**REQUIREMENT:**
Pull out all lines from the listing below in which the word "CspNonce" appears.

**GIVEN INFORMATION:**
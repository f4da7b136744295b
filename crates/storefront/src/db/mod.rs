//! In-memory data stores for the storefront.
//!
//! Nothing here survives a restart. Each store is constructed once at
//! startup, owned by [`AppState`](crate::state::AppState) and guarded by its
//! own `RwLock`, so concurrent signups and bookings are serialized per store.
//!
//! ## Stores
//!
//! - [`users::UserRepository`] - accounts keyed by email, with password hashes
//! - [`appointments::AppointmentRepository`] - append-only repair bookings

pub mod appointments;
pub mod users;

use thiserror::Error;

/// Errors returned by the stores.
#[derive(Debug, Error)]
pub enum RepositoryError {
    /// Constraint violation (e.g., unique email).
    #[error("constraint violation: {0}")]
    Conflict(String),
}
//! HTTP middleware stack for the storefront.
//!
//! # Middleware Order (outermost first)
//!
//! 1. Sentry layers (capture errors, transactions)
//! 2. `TraceLayer` (request span)
//! 3. Request ID (recorded on the span and Sentry scope)
//! 4. CSP nonce (generated per request)
//! 5. Security headers (CSP built with that nonce)
//! 6. Session layer (tower-sessions, in-memory store, signed cookie)
//!
//! Authentication is enforced per handler by the `RequireAuth` extractor.

pub mod auth;
pub mod csp;
pub mod flash;
pub mod request_id;
pub mod security_headers;
pub mod session;

pub use auth::{LOGIN_PATH, OptionalAuth, RequireAuth, clear_current_user, set_current_user};
pub use csp::{CspNonce, csp_nonce_middleware};
pub use flash::{push_flash, take_flashes};
pub use request_id::request_id_middleware;
pub use security_headers::security_headers_middleware;
pub use session::create_session_layer;
//! Per-request CSP nonce.
//!
//! The page shell carries one inline `<style>` and one inline `<script>`;
//! both are tagged with this nonce and the CSP header allows only that value.

use axum::{
    extract::{FromRequestParts, Request},
    http::request::Parts,
    middleware::Next,
    response::Response,
};
use base64::{Engine, engine::general_purpose::STANDARD};
use rand::RngCore;

/// A 128-bit random nonce, base64-encoded.
#[derive(Clone, Debug, PartialEq, Eq)]
pub struct CspNonce(pub String);

impl CspNonce {
    /// Generate a new random nonce.
    #[must_use]
    pub fn generate() -> Self {
        let mut bytes = [0u8; 16];
        rand::rng().fill_bytes(&mut bytes);
        Self(STANDARD.encode(bytes))
    }

    /// The nonce value as written into templates and the header.
    #[must_use]
    pub fn value(&self) -> &str {
        &self.0
    }
}

/// Store a fresh nonce in the request extensions.
///
/// Runs inside `security_headers_middleware`, which reads the same nonce
/// back when building the header.
pub async fn csp_nonce_middleware(mut request: Request, next: Next) -> Response {
    request.extensions_mut().insert(CspNonce::generate());
    next.run(request).await
}

impl<S> FromRequestParts<S> for CspNonce
where
    S: Send + Sync,
{
    type Rejection = std::convert::Infallible;

    async fn from_request_parts(parts: &mut Parts, _state: &S) -> Result<Self, Self::Rejection> {
        Ok(parts.extensions.get::<Self>().cloned().unwrap_or_else(|| {
            tracing::warn!("CSP nonce missing - csp_nonce_middleware not installed");
            Self(String::new())
        }))
    }
}

#[cfg(test)]
mod tests {
    use super::*;

    #[test]
    fn test_nonces_are_unique_and_sized() {
        let a = CspNonce::generate();
        let b = CspNonce::generate();
        assert_ne!(a, b);
        // 16 bytes -> 24 base64 chars with padding
        assert_eq!(a.value().len(), 24);
    }
}
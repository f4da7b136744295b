//! Appointment domain types.

use chrono::{DateTime, NaiveDate, Utc};

use mauro_core::{AppointmentId, Email, ServiceType};

/// A booked technical-assistance appointment.
#[derive(Debug, Clone, PartialEq, Eq)]
pub struct Appointment {
    /// Sequential ID, also the insertion order.
    pub id: AppointmentId,
    /// Email of the account that booked it.
    pub owner: Email,
    /// Requested service.
    pub service: ServiceType,
    /// Requested calendar date.
    pub date: NaiveDate,
    /// When the booking was made.
    pub created_at: DateTime<Utc>,
}

impl Appointment {
    /// When the booking was made, as listed under "Meus agendamentos".
    #[must_use]
    pub fn booked_at(&self) -> String {
        self.created_at.format("%d/%m/%Y %H:%M UTC").to_string()
    }
}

**WRITTEN SOLUTION:**
pub use csp::{CspNonce, csp_nonce_middleware};
pub struct CspNonce(pub String);
impl CspNonce {
    request.extensions_mut().insert(CspNonce::generate());
impl<S> FromRequestParts<S> for CspNonce
        let a = CspNonce::generate();
        let b = CspNonce::generate();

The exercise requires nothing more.